─── INPUT DATA
//! Tempo Scout - playlist recommendations from tempo and popularity.
//!
//! This tool compares a user-supplied playlist against a reference
//! catalog of tracks grouped into playlists: it enriches the user's
//! tracks with catalog audio features, finds the catalog playlist with
//! the closest mean tempo, and generates fresh candidate playlists
//! filtered by a tempo window (or any single audio feature) and ranked
//! by popularity.

pub mod catalog;
pub mod cli;
pub mod config;
pub mod enrichment;
pub mod error;
pub mod model;
pub mod playlist;
pub mod recommend;
pub mod stats;
#[cfg(test)]
pub mod test_utils;

use clap::Parser;
use tracing_subscriber::{EnvFilter, fmt, prelude::*};

fn main() -> anyhow::Result<()> {
    let args = cli::Cli::parse();

    // Initialize logging
    tracing_subscriber::registry()
        .with(fmt::layer().with_target(true))
        .with(EnvFilter::from_default_env().add_directive("tempo_scout=info".parse().unwrap()))
        .init();

    cli::run_command(&args)
}
//! Catalog and playlist summaries.
//!
//! Pure aggregate helpers behind the CLI's overview output: per-playlist
//! tempo profiles for the catalog, and a tempo summary plus a
//! top-by-popularity listing for an enriched user playlist.

use serde::Serialize;

use crate::catalog::Catalog;
use crate::error::{Error, Result};
use crate::model::EnrichedTrack;

/// Tempo profile of one catalog playlist.
#[derive(Debug, Clone, Serialize)]
pub struct PlaylistSummary {
    pub name: String,
    pub tracks: usize,
    pub mean_tempo: f64,
    pub min_tempo: f64,
    pub max_tempo: f64,
}

/// Per-playlist tempo profiles, in catalog first-encounter order.
pub fn playlist_summaries(catalog: &Catalog) -> Vec<PlaylistSummary> {
    catalog
        .playlists()
        .into_iter()
        .map(|(name, tracks)| {
            let mut min = f64::INFINITY;
            let mut max = f64::NEG_INFINITY;
            let mut sum = 0.0;
            for track in &tracks {
                min = min.min(track.tempo);
                max = max.max(track.tempo);
                sum += track.tempo;
            }
            PlaylistSummary {
                name: name.to_string(),
                tracks: tracks.len(),
                mean_tempo: sum / tracks.len() as f64,
                min_tempo: min,
                max_tempo: max,
            }
        })
        .collect()
}

/// Tempo distribution summary of an enriched playlist.
#[derive(Debug, Clone, Serialize)]
pub struct TempoSummary {
    pub tracks: usize,
    pub mean: f64,
    pub min: f64,
    pub max: f64,
}

/// Summarize the tempo distribution of an enriched playlist.
pub fn tempo_summary(tracks: &[EnrichedTrack]) -> Result<TempoSummary> {
    if tracks.is_empty() {
        return Err(Error::empty_input("tempo summary"));
    }
    let mut min = f64::INFINITY;
    let mut max = f64::NEG_INFINITY;
    let mut sum = 0.0;
    for track in tracks {
        min = min.min(track.tempo);
        max = max.max(track.tempo);
        sum += track.tempo;
    }
    Ok(TempoSummary {
        tracks: tracks.len(),
        mean: sum / tracks.len() as f64,
        min,
        max,
    })
}

/// The `n` most popular tracks of an enriched playlist, most popular
/// first. Ties keep playlist order.
pub fn top_by_popularity(tracks: &[EnrichedTrack], n: usize) -> Vec<&EnrichedTrack> {
    let mut sorted: Vec<&EnrichedTrack> = tracks.iter().collect();
    sorted.sort_by(|a, b| b.popularity.cmp(&a.popularity));
    sorted.truncate(n);
    sorted
}
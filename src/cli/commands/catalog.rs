//! Reference catalog overview command.

use std::path::Path;

use crate::config::{self, Config};
use crate::stats;

use super::{load_catalog, resolve_catalog_path};

/// Print a summary of the catalog and its playlist groups.
///
/// With `save_default`, the resolved catalog path is also written to
/// the config file so later invocations can omit `--catalog`.
pub fn cmd_catalog(
    config: &Config,
    catalog_path: Option<&Path>,
    chunk_size: Option<usize>,
    save_default: bool,
) -> anyhow::Result<()> {
    let catalog = load_catalog(config, catalog_path, chunk_size)?;

    if save_default {
        let mut updated = config.clone();
        updated.catalog.path = Some(resolve_catalog_path(config, catalog_path)?);
        config::save(&updated)?;
    }

    if catalog.is_empty() {
        println!("Catalog is empty.");
        return Ok(());
    }

    let summaries = stats::playlist_summaries(&catalog);

    println!(
        "Catalog: {} tracks in {} playlists",
        catalog.len(),
        summaries.len()
    );
    println!();
    println!(
        "{:<28} {:>7} {:>12} {:>16}",
        "playlist", "tracks", "mean tempo", "tempo range"
    );
    for summary in &summaries {
        println!(
            "{:<28} {:>7} {:>8.1} BPM {:>8.1}-{:.1}",
            summary.name, summary.tracks, summary.mean_tempo, summary.min_tempo, summary.max_tempo
        );
    }

    Ok(())
}
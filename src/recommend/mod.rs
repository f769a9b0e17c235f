//! Recommendation stages.
//!
//! Everything here consumes an already-enriched user table and the
//! read-only catalog:
//!
//! - [`matcher`] - find the catalog playlist closest to the user's
//!   mean tempo
//! - [`generator`] - build a fresh playlist from a tempo window around
//!   the user's mean, ranked by popularity
//! - [`feature`] - rank catalog tracks by closeness to the user's mean
//!   of one numeric audio feature
//!
//! All stages assume the enricher upheld its invariants (every row has
//! a tempo); the only failure they add is [`Error::EmptyInput`] when an
//! aggregate is requested over zero rows. Callers should check for an
//! empty enrichment result first and report it as "no recommendations
//! possible" rather than calling in.
//!
//! [`Error::EmptyInput`]: crate::error::Error::EmptyInput

pub mod feature;
pub mod generator;
pub mod matcher;

pub use feature::{Feature, FeatureMatch, recommend_by_feature};
pub use generator::{
    DEFAULT_PLAYLIST_SIZE, DEFAULT_TEMPO_WINDOW, RecommendOptions, generate_custom_playlist,
};
pub use matcher::{ClosestPlaylist, closest_playlist};

use crate::error::{Error, Result};
use crate::model::EnrichedTrack;

/// Arithmetic mean tempo of an enriched user table.
pub fn mean_tempo(tracks: &[EnrichedTrack]) -> Result<f64> {
    if tracks.is_empty() {
        return Err(Error::empty_input("mean tempo"));
    }
    Ok(tracks.iter().map(|t| t.tempo).sum::<f64>() / tracks.len() as f64)
}
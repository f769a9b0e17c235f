//! Recommendation commands: closest playlist, generated playlist, and
//! feature ranking.

use std::path::Path;

use crate::config::Config;
use crate::recommend::{self, Feature, RecommendOptions};

use super::{load_catalog, load_enriched, report_no_matches};

/// Find and print the catalog playlist closest to the user's mean tempo.
pub fn cmd_closest(
    config: &Config,
    playlist_path: &Path,
    catalog_path: Option<&Path>,
    threshold: Option<f64>,
    format: &str,
) -> anyhow::Result<()> {
    let catalog = load_catalog(config, catalog_path, None)?;
    let enriched = load_enriched(config, &catalog, playlist_path, threshold)?;
    if enriched.is_empty() {
        report_no_matches();
        return Ok(());
    }

    let closest = recommend::closest_playlist(&catalog, &enriched)?;
    match format {
        "json" => println!("{}", serde_json::to_string_pretty(&closest)?),
        "text" => {
            let user_mean = recommend::mean_tempo(&enriched)?;
            println!(
                "Closest playlist: {} (mean {:.1} BPM vs your {:.1} BPM)",
                closest.name, closest.mean_tempo, user_mean
            );
            for track in &closest.tracks {
                println!(
                    "  {} - {}  [{:.0} BPM, popularity {}]",
                    track.artist, track.title, track.tempo, track.popularity
                );
            }
        }
        other => anyhow::bail!("unknown output format '{other}' (expected text or json)"),
    }

    Ok(())
}

/// Generate and print a fresh playlist around the user's mean tempo.
pub fn cmd_recommend(
    config: &Config,
    playlist_path: &Path,
    catalog_path: Option<&Path>,
    threshold: Option<f64>,
    size: Option<usize>,
    window: Option<f64>,
    keep_known: bool,
    format: &str,
) -> anyhow::Result<()> {
    let catalog = load_catalog(config, catalog_path, None)?;
    let enriched = load_enriched(config, &catalog, playlist_path, threshold)?;
    if enriched.is_empty() {
        report_no_matches();
        return Ok(());
    }

    let options = RecommendOptions {
        tempo_window: window.unwrap_or(config.recommend.tempo_window),
        size: size.unwrap_or(config.recommend.playlist_size),
    };
    let exclude = keep_known.then(std::collections::HashSet::new);
    let generated =
        recommend::generate_custom_playlist(&catalog, &enriched, exclude.as_ref(), &options)?;

    match format {
        "json" => println!("{}", serde_json::to_string_pretty(&generated)?),
        "text" => {
            if generated.is_empty() {
                println!(
                    "No catalog tracks within {:.0} BPM of your playlist's mean tempo.",
                    options.tempo_window
                );
                return Ok(());
            }
            println!("New playlist for you:");
            for (i, track) in generated.iter().enumerate() {
                println!(
                    "  {:>2}. {} - {}  [{:.0} BPM, popularity {}]",
                    i + 1,
                    track.artist,
                    track.title,
                    track.tempo,
                    track.popularity
                );
            }
        }
        other => anyhow::bail!("unknown output format '{other}' (expected text or json)"),
    }

    Ok(())
}

/// Rank catalog tracks by closeness to the playlist's mean of one feature.
pub fn cmd_feature(
    config: &Config,
    playlist_path: &Path,
    feature: &str,
    catalog_path: Option<&Path>,
    threshold: Option<f64>,
    size: Option<usize>,
    format: &str,
) -> anyhow::Result<()> {
    let feature: Feature = feature.parse()?;
    let catalog = load_catalog(config, catalog_path, None)?;
    let enriched = load_enriched(config, &catalog, playlist_path, threshold)?;
    if enriched.is_empty() {
        report_no_matches();
        return Ok(());
    }

    let size = size.unwrap_or(config.recommend.playlist_size);
    let matches = recommend::recommend_by_feature(&catalog, &enriched, feature, size)?;

    match format {
        "json" => println!("{}", serde_json::to_string_pretty(&matches)?),
        "text" => {
            println!("Tracks closest to your playlist's mean {feature}:");
            for (i, hit) in matches.iter().enumerate() {
                println!(
                    "  {:>2}. {} - {}  [{} {:.3}]",
                    i + 1,
                    hit.artist,
                    hit.title,
                    feature,
                    hit.value
                );
            }
        }
        other => anyhow::bail!("unknown output format '{other}' (expected text or json)"),
    }

    Ok(())
}
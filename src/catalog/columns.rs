//! CSV header alias resolution.
//!
//! Catalog exports differ in how they spell their headers (`track_name`
//! vs `name` vs `Song`). Everything downstream works against the
//! canonical names defined here; raw headers are mapped once when a
//! file is opened.

use std::collections::HashMap;

use crate::error::{Error, Result};

pub const ID: &str = "id";
pub const TITLE: &str = "title";
pub const ARTIST: &str = "artist";
pub const TEMPO: &str = "tempo";
pub const POPULARITY: &str = "popularity";
pub const PLAYLIST: &str = "playlist";

/// Map a raw CSV header to its canonical column name.
///
/// Matching is case-insensitive and tolerant of surrounding whitespace.
/// Unrecognized headers return `None` and are ignored by the readers.
pub fn canonical(header: &str) -> Option<&'static str> {
    let normalized = header.trim().to_ascii_lowercase();
    let name = match normalized.as_str() {
        "id" | "track_id" => ID,
        "title" | "name" | "track_name" | "song" => TITLE,
        "artist" | "artists" | "track_artist" => ARTIST,
        "tempo" => TEMPO,
        "popularity" | "track_popularity" => POPULARITY,
        "playlist" | "playlist_name" => PLAYLIST,
        "danceability" => "danceability",
        "energy" => "energy",
        "key" => "key",
        "loudness" => "loudness",
        "mode" => "mode",
        "speechiness" => "speechiness",
        "acousticness" => "acousticness",
        "liveness" => "liveness",
        _ => return None,
    };
    Some(name)
}

/// Resolved header layout of a CSV file: canonical name to column index.
///
/// When a file repeats a header (or two raw headers resolve to the same
/// canonical name), the first occurrence wins.
#[derive(Debug, Default)]
pub struct ColumnMap {
    indices: HashMap<&'static str, usize>,
}

impl ColumnMap {
    /// Resolve a header row into a column map.
    pub fn from_headers<'a>(headers: impl IntoIterator<Item = &'a str>) -> Self {
        let mut indices = HashMap::new();
        for (idx, header) in headers.into_iter().enumerate() {
            if let Some(name) = canonical(header) {
                indices.entry(name).or_insert(idx);
            }
        }
        Self { indices }
    }

    /// Column index of a canonical name, if the file has it.
    pub fn get(&self, name: &str) -> Option<usize> {
        self.indices.get(name).copied()
    }

    /// True when the file resolved a column for this canonical name.
    pub fn contains(&self, name: &str) -> bool {
        self.indices.contains_key(name)
    }

    /// Verify that all `required` columns resolved, reporting the
    /// missing canonical names otherwise.
    pub fn require(&self, required: &[&'static str]) -> Result<()> {
        let missing: Vec<String> = required
            .iter()
            .filter(|name| !self.contains(name))
            .map(|name| name.to_string())
            .collect();
        if missing.is_empty() {
            Ok(())
        } else {
            Err(Error::Schema(missing))
        }
    }

    /// Fetch a trimmed, non-empty field from a record.
    ///
    /// Returns `None` for absent columns, short records, and blank
    /// values alike: a blank cell is a missing value.
    pub fn field<'r>(&self, record: &'r csv::StringRecord, name: &str) -> Option<&'r str> {
        let idx = self.get(name)?;
        let value = record.get(idx)?.trim();
        (!value.is_empty()).then_some(value)
    }

    /// Fetch and parse a numeric field.
    pub fn parse_f64(&self, record: &csv::StringRecord, name: &str) -> Option<f64> {
        self.field(record, name)?.parse().ok()
    }

    /// Fetch and parse an integer field.
    ///
    /// Accepts a float spelling (`"82.0"`) since some exports write
    /// integer columns that way.
    pub fn parse_i64(&self, record: &csv::StringRecord, name: &str) -> Option<i64> {
        let value = self.field(record, name)?;
        value
            .parse::<i64>()
            .ok()
            .or_else(|| value.parse::<f64>().ok().map(|v| v as i64))
    }
}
──────
Lines holding the word "that" in the entries above are the ones to pull out. Copy them all.

    /// Verify that all `required` columns resolved, reporting the
    /// integer columns that way.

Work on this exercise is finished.